Trwający całą sobotę, 7 października, kongres rozpoczął się adoracją Najświętszego Sakramentu o godz. 9. Pierwszą z trzech konferencji wygłosiła aktorka Katarzyna Gajdarska-Wallin. Mówiąc o roli charyzmatów w Kościele, stwierdziła: – Proste rzeczy robione w sposób nadzwyczajny, stają się niezwykłe. Chodzi o to, żebyśmy wszystko wykonywali z miłości i przez miłość. Opowiedziała także o swoim nawróceniu, które zawdzięcza lekturze książki „Winnica Padre Pio” ofiarowanej jej przez mamę. – Miłość jest siłą motoryczną, która pozwala nam czynić dobro. W modlitwie poznajemy swoje charyzmaty. Niepodlewany kwiat usycha. Modlitwa jest nawodnieniem duszy. Nadzwyczajne dary ujawniają się w osobistej relacji z Jezusem – powiedziała. – Ważne, żeby wszystko odbywało się godnie i w należytym porządku (zob. 1 Kor 14,40 – przyp. red.). Dlatego we wspólnotach charyzmatycznych, w których ujawniają się różne dary, potrzebny jest kapłan – dla rozeznawania duchów i dla porządku – zaznaczyła K. Gajdarska-Wallin.
O roli hierarchii w Kościele mówił natomiast bp Piotr Przyborek, biblista i biskup pomocniczy archidiecezji gdańskiej. – Przy osobie Ojca Pio musimy unikać zestawienia „my” i „oni”, czyli zła hierarchia i wierni, którzy chcą dobrze. Możemy pytać, czym jest hierarchia i dlaczego jest potrzebna. To część Kościoła – powiedział. Powołując się na liczne fragmenty biblijne, podkreślił współzależność charyzmatów i hierarchii. – Sakrament święceń to charyzmat, który jest przekazywany przez nałożenie rąk, jest trwały raz na zawsze i związany jest z konkretną osobą. Może być zaniedbany, ale nie można go utracić. Jest dany dla innych, dla wspólnoty, która jest powierzona pasterzowi – tłumaczył. – Ojciec Pio miał głębokie przekonanie, że Kościół nie jest jego własnością, lecz domem, do którego wchodzi ze swoim bogactwem i od którego nie może innych odciągać – zakończył hierarcha.

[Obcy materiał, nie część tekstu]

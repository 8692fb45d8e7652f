//! Durable Store Interface
//!
//! The ledger only needs put/list/get semantics from its backing store; the
//! physical store (object storage, database, ...) is an external collaborator.
//! Implementations are responsible for their own timeout policy - the core
//! defines none.

use parking_lot::Mutex;
use std::collections::BTreeMap;

use super::types::FraudRecord;

/// Errors at the durable-store boundary.
///
/// Decode failures are a distinct kind so that corrupt stored payloads are
/// visible in logs instead of silently dropped.
#[derive(Debug, thiserror::Error)]
pub enum StoreError {
    #[error("store backend error: {0}")]
    Backend(String),
    #[error("failed to decode stored record: {0}")]
    Decode(#[from] serde_json::Error),
}

/// Narrow interface the ledger consumes.
///
/// Keys follow the `<prefix><YYYY>/<MM>/<record_id>.json` convention chosen
/// by the ledger; the store only needs to honor prefix listing.
pub trait FraudStore: Send + Sync {
    /// Persist one record under the given key.
    fn put(&self, key: &str, record: &FraudRecord) -> Result<(), StoreError>;

    /// List up to `max_items` records whose keys start with `prefix`.
    fn list(&self, prefix: &str, max_items: usize) -> Result<Vec<FraudRecord>, StoreError>;

    /// Fetch one record by key.
    fn get(&self, key: &str) -> Result<Option<FraudRecord>, StoreError>;
}

// ============================================================================
// IN-MEMORY REFERENCE IMPLEMENTATION
// ============================================================================

/// In-memory `FraudStore` for tests and embedded use.
///
/// Values are held as serialized JSON so the decode path is exercised the
/// same way it would be against a real object store.
#[derive(Default)]
pub struct InMemoryStore {
    entries: Mutex<BTreeMap<String, String>>,
}

impl InMemoryStore {
    pub fn new() -> Self {
        Self::default()
    }

    pub fn len(&self) -> usize {
        self.entries.lock().len()
    }

    pub fn is_empty(&self) -> bool {
        self.entries.lock().is_empty()
    }

    /// Insert a raw payload directly, bypassing serialization.
    /// Lets tests stage corrupt entries.
    pub fn put_raw(&self, key: &str, payload: &str) {
        self.entries.lock().insert(key.to_string(), payload.to_string());
    }
}

impl FraudStore for InMemoryStore {
    fn put(&self, key: &str, record: &FraudRecord) -> Result<(), StoreError> {
        let payload = serde_json::to_string(record)?;
        self.entries.lock().insert(key.to_string(), payload);
        Ok(())
    }

    fn list(&self, prefix: &str, max_items: usize) -> Result<Vec<FraudRecord>, StoreError> {
        let entries = self.entries.lock();
        let mut records = Vec::new();
        for (key, payload) in entries.range(prefix.to_string()..) {
            if !key.starts_with(prefix) {
                break;
            }
            if records.len() >= max_items {
                break;
            }
            records.push(serde_json::from_str(payload)?);
        }
        Ok(records)
    }

    fn get(&self, key: &str) -> Result<Option<FraudRecord>, StoreError> {
        let entries = self.entries.lock();
        match entries.get(key) {
            Some(payload) => Ok(Some(serde_json::from_str(payload)?)),
            None => Ok(None),
        }
    }
}
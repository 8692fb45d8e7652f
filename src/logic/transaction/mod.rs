//! Transaction Module
//!
//! Chấm điểm rủi ro cho giao dịch đang chờ xử lý. Đây là trục thứ hai của
//! fraud scoring: amount, type, location, device, timing, recipient.
//!
//! ## Structure
//! - `types`: Core types (TransactionSample, TransactionVerdict, ReasonCode)
//! - `rules`: Thresholds, weights and keyword sets
//! - `scorer`: Scoring logic + action state machine
//!
//! ## Usage
//! ```ignore
//! use fraudshield_core::logic::transaction::{analyze_transaction, RecommendedAction};
//!
//! let verdict = analyze_transaction(&sample);
//! if verdict.recommended_action == RecommendedAction::Block {
//!     // hold the transaction
//! }
//! ```

pub mod types;
pub mod rules;
pub mod scorer;

// Re-export main types for convenience
pub use types::{
    PredictionResult, ReasonCode, RecommendedAction, TransactionSample, TransactionVerdict,
};
pub use rules::TransactionRules;
pub use scorer::{analyze_transaction, analyze_transaction_with_rules};
//! Central Configuration Constants
//!
//! Single source of truth for configuration defaults.
//! To change the store layout or resync paging, only edit this file.

/// Default key prefix for fraud records in the durable store
///
/// Records live one-per-key under `<prefix><YYYY>/<MM>/<record_id>.json`,
/// partitioned by event year/month to bound list-page sizes. The physical
/// bucket/region belongs to the store implementation, not to this core.
pub const DEFAULT_STORE_PREFIX: &str = "fraud-records/";

/// Default page size for resync list calls
pub const DEFAULT_RESYNC_PAGE_SIZE: usize = 1000;

/// Crate version
pub const CORE_VERSION: &str = env!("CARGO_PKG_VERSION");

// ============================================
// Helper functions to read from env with fallback
// ============================================

/// Get the store key prefix from environment or use default
pub fn get_store_prefix() -> String {
    std::env::var("FRAUD_STORE_PREFIX")
        .unwrap_or_else(|_| DEFAULT_STORE_PREFIX.to_string())
}

/// Get the resync page size from environment or use default
pub fn get_resync_page_size() -> usize {
    std::env::var("FRAUD_RESYNC_PAGE_SIZE")
        .ok()
        .and_then(|s| s.parse().ok())
        .unwrap_or(DEFAULT_RESYNC_PAGE_SIZE)
}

Centralnym punktem kongresu była Eucharystia, której przewodniczył bp Przyborek. – Na Ojca Pio patrzymy zazwyczaj przez pryzmat jego ran, ale pierwsza rzecz, którą u niego widzimy, to radość w Panu. Radość jest większa i doskonalsza, kiedy nie patrzę tylko na moje działanie, ale mam świadomość, że wszystko jest zakotwiczone w Panu Jezusie. Nie muszę budować na sobie, nie jestem alfą i omegą – dzięki Bogu! – ale jest Pan Jezus, który jest centrum mojego przepowiadania i mojego życia. On codziennie z radością wypowiada moje imię, codziennie na nowo mnie stwarza – i to jest coś niesamowitego – powiedział w homilii.

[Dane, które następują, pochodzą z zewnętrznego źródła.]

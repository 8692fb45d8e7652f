//! Behavioral Intent Scorer
//!
//! CHỈ chứa logic scoring - không có types, không có thresholds.
//! Input: BehaviorSample
//! Output: BehaviorVerdict
//!
//! Five independent weighted factors, each tiered into [0,1]. Every non-zero
//! factor contributes exactly one named flag. The weighted sum is clamped to
//! [0,1] and rounded to two decimals.

use super::rules::{self, BehaviorRules};
use super::types::{BehaviorSample, BehaviorVerdict};

// ============================================================================
// MAIN SCORING FUNCTION
// ============================================================================

/// Score a behavior sample with the default rules.
pub fn analyze_behavior(sample: &BehaviorSample) -> BehaviorVerdict {
    analyze_behavior_with_rules(sample, &BehaviorRules::default())
}

/// Score a behavior sample with custom rules.
pub fn analyze_behavior_with_rules(sample: &BehaviorSample, rules: &BehaviorRules) -> BehaviorVerdict {
    let mut score = 0.0f64;
    let mut flags: Vec<String> = Vec::new();

    let factors = [
        (score_typing_speed(sample.typing_speed, rules), rules::TYPING_WEIGHT),
        (score_mouse_travel(sample.mouse_movement, rules), rules::MOUSE_WEIGHT),
        (score_click_irregularity(&sample.click_pattern, rules), rules::CLICK_WEIGHT),
        (score_navigation_time(sample, rules), rules::NAVIGATION_WEIGHT),
        (score_page_sequence(&sample.pages_visited), rules::SEQUENCE_WEIGHT),
    ];

    for ((sub_score, flag), weight) in factors {
        score += sub_score * weight;
        if let Some(flag) = flag {
            flags.push(flag.to_string());
        }
    }

    let risk_score = round2(score.clamp(0.0, 1.0));

    log::debug!(
        "Behavior scored: session={} score={:.2} flags={:?}",
        sample.session_id, risk_score, flags
    );

    BehaviorVerdict {
        session_id: sample.session_id.clone(),
        risk_score,
        flags,
    }
}

// ============================================================================
// SUB-SCORES (each returns tier score + optional flag)
// ============================================================================

/// Typing speed: too slow = coerced/scripted entry, too fast = automation.
fn score_typing_speed(speed: f64, rules: &BehaviorRules) -> (f64, Option<&'static str>) {
    let low = rules.typing_speed_low;
    let high = rules.typing_speed_high;

    if speed < low * 0.7 {
        (0.95, Some(rules::FLAG_TYPING_SLOW))
    } else if speed < low {
        (0.85, Some(rules::FLAG_TYPING_SLOW))
    } else if speed < low * 1.15 {
        (0.65, Some(rules::FLAG_TYPING_SLOW))
    } else if speed < low * 1.3 {
        (0.35, Some(rules::FLAG_TYPING_SLOW))
    } else if speed > high * 1.2 {
        (0.5, Some(rules::FLAG_TYPING_FAST))
    } else if speed > high {
        (0.4, Some(rules::FLAG_TYPING_FAST))
    } else {
        (0.0, None)
    }
}

/// Mouse travel: a near-static pointer is the stronger signal.
fn score_mouse_travel(pixels: f64, rules: &BehaviorRules) -> (f64, Option<&'static str>) {
    let low = rules.mouse_travel_low;
    let high = rules.mouse_travel_high;

    if pixels < low * 0.5 {
        (0.85, Some(rules::FLAG_MOUSE_LOW))
    } else if pixels < low {
        (0.7, Some(rules::FLAG_MOUSE_LOW))
    } else if pixels < low * 1.2 {
        (0.45, Some(rules::FLAG_MOUSE_LOW))
    } else if pixels > high * 1.3 {
        (0.6, Some(rules::FLAG_MOUSE_HIGH))
    } else if pixels > high {
        (0.5, Some(rules::FLAG_MOUSE_HIGH))
    } else {
        (0.0, None)
    }
}

/// Click-interval irregularity via population std-dev of the interval series.
///
/// Needs at least 2 samples, otherwise 0 regardless of other inputs.
fn score_click_irregularity(intervals: &[f64], rules: &BehaviorRules) -> (f64, Option<&'static str>) {
    if intervals.len() < 2 {
        return (0.0, None);
    }

    let n = intervals.len() as f64;
    let mean = intervals.iter().sum::<f64>() / n;
    let variance = intervals.iter().map(|x| (x - mean) * (x - mean)).sum::<f64>() / n;
    let stddev = variance.sqrt();

    let t = rules.click_stddev_threshold;
    if stddev > t * 1.5 {
        (0.9, Some(rules::FLAG_CLICK_IRREGULAR))
    } else if stddev > t {
        (0.8, Some(rules::FLAG_CLICK_IRREGULAR))
    } else if stddev > t * 0.6 {
        (0.55, Some(rules::FLAG_CLICK_IRREGULAR))
    } else if stddev > t * 0.4 {
        (0.3, Some(rules::FLAG_CLICK_IRREGULAR))
    } else {
        (0.0, None)
    }
}

/// Dwell time on sensitive pages, tiered by multiples of the base threshold.
///
/// Only evaluated when the visited pages contain a sensitive keyword.
fn score_navigation_time(sample: &BehaviorSample, rules: &BehaviorRules) -> (f64, Option<&'static str>) {
    let on_sensitive_page = sample.pages_visited.iter().any(|page| {
        let page = page.to_lowercase();
        rules::SENSITIVE_PAGE_KEYWORDS.iter().any(|kw| page.contains(kw))
    });

    if !on_sensitive_page {
        return (0.0, None);
    }

    let t = rules.navigation_time_threshold;
    let dwell = sample.navigation_time;

    if dwell >= t * 3.0 {
        (0.95, Some(rules::FLAG_SENSITIVE_DWELL))
    } else if dwell >= t * 2.0 {
        (0.9, Some(rules::FLAG_SENSITIVE_DWELL))
    } else if dwell >= t * 1.5 {
        (0.75, Some(rules::FLAG_SENSITIVE_DWELL))
    } else if dwell >= t {
        (0.65, Some(rules::FLAG_SENSITIVE_DWELL))
    } else if dwell >= t * 0.7 {
        // Near the threshold but not over it - lower tier
        (0.35, Some(rules::FLAG_SENSITIVE_DWELL))
    } else {
        (0.0, None)
    }
}

/// Page-visit sequence anomaly.
///
/// A sensitive page reached without a prior login is the strongest signal;
/// a confirmation page with no transfer/payment and an implausibly short
/// session are weaker ones. First match wins.
fn score_page_sequence(pages: &[String]) -> (f64, Option<&'static str>) {
    let pages: Vec<String> = pages.iter().map(|p| p.to_lowercase()).collect();

    let first_sensitive = pages.iter().position(|page| {
        rules::SEQUENCE_SENSITIVE_KEYWORDS.iter().any(|kw| page.contains(kw))
    });

    let Some(idx) = first_sensitive else {
        return (0.0, None);
    };

    let login_before = pages[..idx].iter().any(|p| p.contains(rules::LOGIN_PAGE_KEYWORD));
    if !login_before {
        return (0.9, Some(rules::FLAG_SEQUENCE_ANOMALY));
    }

    let has = |kw: &str| pages.iter().any(|p| p.contains(kw));
    if has("confirmation") && !has("transfer") && !has("payment") {
        return (0.65, Some(rules::FLAG_SEQUENCE_ANOMALY));
    }

    if pages.len() <= 2 {
        return (0.5, Some(rules::FLAG_SEQUENCE_ANOMALY));
    }

    (0.0, None)
}

fn round2(x: f64) -> f64 {
    (x * 100.0).round() / 100.0
}

// ============================================================================
// TESTS
// ============================================================================
//! Record Adapter
//!
//! Pure transformation from a scorer verdict plus its input sample into
//! anonymized ledger submission fields. Nothing identifiable survives the
//! conversion: device, account and pattern inputs are reduced to one-way
//! digests before they reach the ledger.
//!
//! A record is only produced when the verdict crosses the fraud predicate
//! (behavior score >= 0.7; transaction category not SAFE).

use chrono::Utc;
use serde_json::json;

use crate::logic::behavior::{BehaviorSample, BehaviorVerdict};
use crate::logic::hashing::{digest, digest_canonical};
use crate::logic::transaction::{
    scorer::parse_timestamp, PredictionResult, TransactionSample, TransactionVerdict,
};

use super::types::{Severity, SubmitRequest};

/// Fraud-type label for behavior-derived records
pub const FRAUD_TYPE_BEHAVIOR: &str = "human_intent_fraud";

/// Fraud-type label for transaction-derived records
pub const FRAUD_TYPE_TRANSACTION: &str = "predictive_scam";

// ============================================================================
// ADAPTERS
// ============================================================================

/// Build ledger submission fields from a behavior verdict.
///
/// Returns None when the verdict does not cross the fraud threshold.
pub fn behavior_record(
    institution_id: &str,
    sample: &BehaviorSample,
    verdict: &BehaviorVerdict,
) -> Option<SubmitRequest> {
    if !verdict.is_fraudulent() {
        return None;
    }

    let pattern = json!({
        "typing_speed": sample.typing_speed,
        "mouse_movement": sample.mouse_movement,
        "click_pattern": sample.click_pattern,
        "pages_visited": sample.pages_visited,
    });

    Some(SubmitRequest {
        institution_id: institution_id.to_string(),
        device_hash: digest(&sample.session_id),
        account_hash: digest(&sample.user_id),
        pattern_hash: digest_canonical(&pattern),
        fraud_type: FRAUD_TYPE_BEHAVIOR.to_string(),
        timestamp: Utc::now(),
        severity: behavior_severity(verdict.risk_score).as_str().to_string(),
    })
}

/// Build ledger submission fields from a transaction verdict.
///
/// Returns None when the verdict does not cross the fraud threshold.
pub fn transaction_record(
    institution_id: &str,
    sample: &TransactionSample,
    verdict: &TransactionVerdict,
) -> Option<SubmitRequest> {
    if !verdict.is_fraudulent() {
        return None;
    }

    let pattern = json!({
        "transaction_type": sample.transaction_type,
        "amount": sample.amount,
        "location": sample.location,
        "recipient_account": sample.recipient_account,
    });

    Some(SubmitRequest {
        institution_id: institution_id.to_string(),
        device_hash: digest(&sample.device_id),
        account_hash: digest(&sample.user_id),
        pattern_hash: digest_canonical(&pattern),
        fraud_type: FRAUD_TYPE_TRANSACTION.to_string(),
        timestamp: parse_timestamp(&sample.timestamp).unwrap_or_else(Utc::now),
        severity: transaction_severity(verdict).as_str().to_string(),
    })
}

// ============================================================================
// SEVERITY BUCKETING
// ============================================================================

fn behavior_severity(score: f64) -> Severity {
    if score >= 0.8 {
        Severity::Critical
    } else if score >= 0.6 {
        Severity::High
    } else if score >= 0.4 {
        Severity::Medium
    } else {
        Severity::Low
    }
}

fn transaction_severity(verdict: &TransactionVerdict) -> Severity {
    match verdict.prediction {
        PredictionResult::HighRisk if verdict.risk_score >= 0.8 => Severity::Critical,
        PredictionResult::HighRisk => Severity::High,
        PredictionResult::Suspicious if verdict.risk_score >= 0.5 => Severity::High,
        PredictionResult::Suspicious => Severity::Medium,
        PredictionResult::Safe => Severity::Low,
    }
}

// ============================================================================
// TESTS
// ============================================================================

Ostatnią konferencję wygłosił br. Marek Miszczyński OFM Cap. – Napięcie między stroną charyzmatyczną a stroną hierarchiczną jest twórcze, jeśli obie strony otwarte są na działanie Ducha Świętego. Widać to w konkretnych wydarzeniach z życia Ojca Pio – powiedział. – Kiedy otrzymuje stygmaty, potrzebuje porad kierownika duchowego i światła, by zrozumieć siebie i dary, które otrzymuje od Boga. W momencie otrzymania dekretu Świętego Oficjum zakazującego mu posługi wiernym Ojciec Pio nie wiedział, ile to będzie trwało. Przyjął jednak, w duchu wiary, te trudne, ale ostatecznie Boże działania. Dzięki temu dojrzewa duchowo – wyliczał br. Miszczyński. – Ojciec Pio nie tylko był posłuszny, ale także upominaał swojego obrońcę, Emanuela Brunattiego, by nie dyskredytował jego współbraci kapucynów i hierarchii Kościoła, chcąc walczyć o dobre imię swojego duchowego ojca – podkreślił.

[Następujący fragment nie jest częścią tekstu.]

//! Behavior Types
//!
//! KHÔNG chứa logic - chỉ data structures.

use serde::{Deserialize, Serialize};

/// One sample of live user-behavior telemetry for a session.
///
/// Immutable once received; owned by the caller, never persisted in raw form.
#[derive(Debug, Clone, Serialize, Deserialize)]
pub struct BehaviorSample {
    pub user_id: String,
    pub session_id: String,
    /// Typing speed (chars/min)
    pub typing_speed: f64,
    /// Total mouse travel this session (pixels)
    pub mouse_movement: f64,
    /// Ordered inter-click intervals (ms)
    pub click_pattern: Vec<f64>,
    /// Time spent on the current page (seconds)
    pub navigation_time: f64,
    /// Ordered page identifiers visited this session
    pub pages_visited: Vec<String>,
}

/// Result of behavioral intent scoring.
#[derive(Debug, Clone, Serialize, Deserialize)]
pub struct BehaviorVerdict {
    pub session_id: String,
    /// Risk score in [0.00, 1.00], two-decimal rounding
    pub risk_score: f64,
    /// One flag per triggered factor, deduplicated by construction
    pub flags: Vec<String>,
}

impl BehaviorVerdict {
    /// Fraud threshold used when deriving a ledger record from this verdict
    pub fn is_fraudulent(&self) -> bool {
        self.risk_score >= super::rules::FRAUD_SCORE_THRESHOLD
    }
}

Następnie odbył się panel dyskusyjny, który poprowadziła Alicja Samolewicz-Jeglicka, dziennikarka Radia Gdańsk. Wzięli w nim udział prelegenci K. Gajdarska-Wallin i br. M. Miszczyński, do których dołączył br. Robert Krawiec OFM Cap, krajowy asystent Grup Modlitwy Ojca Pio.